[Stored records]
+++++
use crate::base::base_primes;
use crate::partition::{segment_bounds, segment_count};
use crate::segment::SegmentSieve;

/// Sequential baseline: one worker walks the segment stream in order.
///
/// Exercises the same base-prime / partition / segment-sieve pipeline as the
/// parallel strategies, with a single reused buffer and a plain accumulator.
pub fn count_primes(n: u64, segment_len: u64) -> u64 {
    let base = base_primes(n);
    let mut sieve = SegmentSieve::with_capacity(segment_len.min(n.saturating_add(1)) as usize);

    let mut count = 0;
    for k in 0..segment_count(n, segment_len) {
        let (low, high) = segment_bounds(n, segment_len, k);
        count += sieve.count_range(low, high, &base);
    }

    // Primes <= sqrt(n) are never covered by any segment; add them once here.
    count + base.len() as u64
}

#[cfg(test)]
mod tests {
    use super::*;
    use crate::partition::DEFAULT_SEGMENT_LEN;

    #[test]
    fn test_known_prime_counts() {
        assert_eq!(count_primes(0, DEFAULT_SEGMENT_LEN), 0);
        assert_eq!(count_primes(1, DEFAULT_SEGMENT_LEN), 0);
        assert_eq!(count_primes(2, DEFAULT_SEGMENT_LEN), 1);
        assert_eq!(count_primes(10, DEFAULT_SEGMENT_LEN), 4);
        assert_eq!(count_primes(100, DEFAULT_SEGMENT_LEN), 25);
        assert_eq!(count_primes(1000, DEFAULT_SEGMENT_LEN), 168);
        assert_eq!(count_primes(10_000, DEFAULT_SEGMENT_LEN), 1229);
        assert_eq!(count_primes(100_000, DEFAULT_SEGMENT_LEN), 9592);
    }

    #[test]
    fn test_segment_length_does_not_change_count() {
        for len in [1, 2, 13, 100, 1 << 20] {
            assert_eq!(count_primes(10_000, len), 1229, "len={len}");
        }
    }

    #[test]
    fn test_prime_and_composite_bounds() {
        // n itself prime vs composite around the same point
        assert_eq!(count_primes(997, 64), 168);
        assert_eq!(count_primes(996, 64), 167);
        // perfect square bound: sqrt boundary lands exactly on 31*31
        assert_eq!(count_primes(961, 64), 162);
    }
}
+++++
**WHAT TO DO**
For each line in the data above that contains the string "same", extract the line.

**ANSWER FOR THIS EXERCISE**
/// Exercises the same base-prime / partition / segment-sieve pipeline as the
        // n itself prime vs composite around the same point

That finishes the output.